= YOUR OBJECTIVE =
Return the records below exactly as they are written.

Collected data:

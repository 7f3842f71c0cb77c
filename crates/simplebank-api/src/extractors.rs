//! Custom Axum extractors

use axum::{
    async_trait,
    extract::{rejection::JsonRejection, FromRequest, FromRequestParts, Request},
    http::request::Parts,
    Json,
};
use serde::de::DeserializeOwned;
use simplebank_types::Principal;
use validator::Validate;

use crate::error::ApiError;

/// The caller attached by the auth layer
#[derive(Debug, Clone, Copy)]
pub struct CurrentUser(pub Principal);

#[async_trait]
impl<S> FromRequestParts<S> for CurrentUser
where
    S: Send + Sync,
{
    type Rejection = ApiError;

    async fn from_request_parts(parts: &mut Parts, _state: &S) -> Result<Self, Self::Rejection> {
        parts
            .extensions
            .get::<Principal>()
            .copied()
            .map(CurrentUser)
            .ok_or_else(|| ApiError::Unauthorized("Authorization required".to_string()))
    }
}

/// JSON body that is deserialized and then validated
///
/// Malformed JSON, a wrong content type and failed validation all become
/// 400 with the standard error body.
#[derive(Debug, Clone, Copy, Default)]
pub struct ValidatedJson<T>(pub T);

#[async_trait]
impl<T, S> FromRequest<S> for ValidatedJson<T>
where
    T: DeserializeOwned + Validate,
    S: Send + Sync,
{
    type Rejection = ApiError;

    async fn from_request(req: Request, state: &S) -> Result<Self, Self::Rejection> {
        let Json(value) = Json::<T>::from_request(req, state)
            .await
            .map_err(|rejection: JsonRejection| ApiError::BadRequest(rejection.body_text()))?;
        value.validate()?;
        Ok(Self(value))
    }
}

= SOLUTION =
repository 7f3842f71c0cb77c
filename crates/simplebank-api/src/extractors.rs
//! Custom Axum extractors

use axum::{
    async_trait,
    extract::{rejection::JsonRejection, FromRequest, FromRequestParts, Request},
    http::request::Parts,
    Json,
};
use serde::de::DeserializeOwned;
use simplebank_types::Principal;
use validator::Validate;

use crate::error::ApiError;

/// The caller attached by the auth layer
#[derive(Debug, Clone, Copy)]
pub struct CurrentUser(pub Principal);

#[async_trait]
impl<S> FromRequestParts<S> for CurrentUser
where
    S: Send + Sync,
{
    type Rejection = ApiError;

    async fn from_request_parts(parts: &mut Parts, _state: &S) -> Result<Self, Self::Rejection> {
        parts
            .extensions
            .get::<Principal>()
            .copied()
            .map(CurrentUser)
            .ok_or_else(|| ApiError::Unauthorized("Authorization required".to_string()))
    }
}

/// JSON body that is deserialized and then validated
///
/// Malformed JSON, a wrong content type and failed validation all become
/// 400 with the standard error body.
#[derive(Debug, Clone, Copy, Default)]
pub struct ValidatedJson<T>(pub T);

#[async_trait]
impl<T, S> FromRequest<S> for ValidatedJson<T>
where
    T: DeserializeOwned + Validate,
    S: Send + Sync,
{
    type Rejection = ApiError;

    async fn from_request(req: Request, state: &S) -> Result<Self, Self::Rejection> {
        let Json(value) = Json::<T>::from_request(req, state)
            .await
            .map_err(|rejection: JsonRejection| ApiError::BadRequest(rejection.body_text()))?;
        value.validate()?;
        Ok(Self(value))
    }
}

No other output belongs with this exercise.